Many of you ask what I do in my spare
time...well, this is it. This, and pimpin’ hoes, dancing and
playing bocce on weekends.
I had never seen this film. Some of you
seem shocked by this, but I ask you: have you seen all three of the
Oscar-caliber “Substitute” dramas, starring Tom Berenger and Treat
Williams? I didn’t THINK so!! Anyway, Robert Townsend’s signature
piece about breaking into Hollywood as a black actor is absolutely
hilarious early on...but, it drags a bit in its final act, which is
tough for many reasons but can be summed up one way.

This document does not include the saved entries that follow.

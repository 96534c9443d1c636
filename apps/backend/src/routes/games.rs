//! Game catalog routes.

use actix_web::{web, HttpResponse, Result};
use serde::Serialize;
use tracing::warn;
use uuid::Uuid;

use super::{game_context, parse_id};
use crate::domain::game::{Game, GameDraft, GameMetadata, GameStatus};
use crate::domain::schema_router::{EntityKind, FeatureSet};
use crate::error::AppError;
use crate::extractors::{CurrentUser, ValidatedJson};
use crate::services::GameContext;
use crate::state::app_state::AppState;

#[derive(Debug, Serialize)]
struct GameResponse {
    id: Uuid,
    name: String,
    slug: String,
    icon_url: Option<String>,
    status: GameStatus,
    features: FeatureSet,
    /// Enabled kinds in navigation order.
    navigation: Vec<EntityKind>,
}

impl GameResponse {
    fn new(game: &Game, features: FeatureSet) -> Self {
        Self {
            id: game.id,
            name: game.name.clone(),
            slug: game.slug.clone(),
            icon_url: game.icon().map(str::to_string),
            status: game.status,
            navigation: features.enabled().collect(),
            features,
        }
    }

    fn from_context(ctx: &GameContext) -> Self {
        Self::new(&ctx.game, ctx.routes.features())
    }
}

/// Admin view of a saved game: the public shape plus the stored metadata.
#[derive(Debug, Serialize)]
struct SavedGameResponse {
    #[serde(flatten)]
    game: GameResponse,
    metadata: GameMetadata,
}

impl SavedGameResponse {
    fn from_context(ctx: &GameContext) -> Self {
        Self {
            game: GameResponse::from_context(ctx),
            metadata: ctx.game.metadata.clone(),
        }
    }
}

/// GET /api/games
async fn list_games(app_state: web::Data<AppState>) -> Result<HttpResponse, AppError> {
    let games = app_state.games.list().await?;
    let body: Vec<GameResponse> = games
        .iter()
        .map(|game| {
            // A broken catalog entry should not take the whole list down.
            let features = match game.routes() {
                Ok(routes) => routes.features(),
                Err(e) => {
                    warn!(game_id = %game.id, error = %e, "game metadata unreadable");
                    FeatureSet::default()
                }
            };
            GameResponse::new(game, features)
        })
        .collect();
    Ok(HttpResponse::Ok().json(body))
}

/// GET /api/games/{game_id}
async fn get_game(
    path: web::Path<String>,
    app_state: web::Data<AppState>,
) -> Result<HttpResponse, AppError> {
    let ctx = game_context(&app_state, &path).await?;
    Ok(HttpResponse::Ok().json(GameResponse::from_context(&ctx)))
}

/// GET /api/games/by-slug/{slug}
async fn get_game_by_slug(
    path: web::Path<String>,
    app_state: web::Data<AppState>,
) -> Result<HttpResponse, AppError> {
    let ctx = app_state.games.load_by_slug(&path).await?;
    Ok(HttpResponse::Ok().json(GameResponse::from_context(&ctx)))
}

/// POST /api/games (admin)
async fn create_game(
    user: CurrentUser,
    body: ValidatedJson<GameDraft>,
    app_state: web::Data<AppState>,
) -> Result<HttpResponse, AppError> {
    let ctx = app_state.games.create_game(&body, user.user_id).await?;
    Ok(HttpResponse::Created().json(SavedGameResponse::from_context(&ctx)))
}

/// PUT /api/games/{game_id} (admin)
async fn update_game(
    path: web::Path<String>,
    user: CurrentUser,
    body: ValidatedJson<GameDraft>,
    app_state: web::Data<AppState>,
) -> Result<HttpResponse, AppError> {
    let game_id = parse_id(&path, "game")?;
    let ctx = app_state
        .games
        .update_game(game_id, &body, user.user_id)
        .await?;
    Ok(HttpResponse::Ok().json(SavedGameResponse::from_context(&ctx)))
}

pub fn configure_routes(cfg: &mut web::ServiceConfig) {
    cfg.service(
        web::resource("")
            .route(web::get().to(list_games))
            .route(web::post().to(create_game)),
    );
    cfg.service(web::resource("/by-slug/{slug}").route(web::get().to(get_game_by_slug)));
    cfg.service(
        web::resource("/{game_id}")
            .route(web::get().to(get_game))
            .route(web::put().to(update_game)),
    );
}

In an ironic
twist (at least, if you see the film now, as opposed to when it was
released 15 years ago), Townsend found lots of real-life success
early on, with this film and the popular “The Mighty Quinn.” But,
his career has torpedoed badly in recent years; after making “The
Meteor Man” (stop laughing), he showed up in some TV shows and bit
parts in movies but has never really put it back together. His
character in “Hollywood Shuffle” worries about being a one-hit
wonder; one watches this film now and wonders if Townsend saw this
coming. In another ironic twist, Keenan Ivory Wayans co-stars in
this film, and before the success of his “Scary Movie” franchise, he
was heading down the same path after making the Funniest Movie of
All Time, “I’m Gonna Git You Sucka.” (If you haven’t seen this
film, and consider yourself a movie fan, shut the hell up and watch
this movie.)
After seeing David Mamet’s atrocious 1996
stage play-turned-indie flick, I thought I would theorize what a bar
of dialogue would sound like from his next film, titled “The Spanish
Buffalo Heist of Glengarry State Games.” It stars all of Mamet’s
regulars. Here, a sample:
Ricky Jay: What’s the next thing gonna be?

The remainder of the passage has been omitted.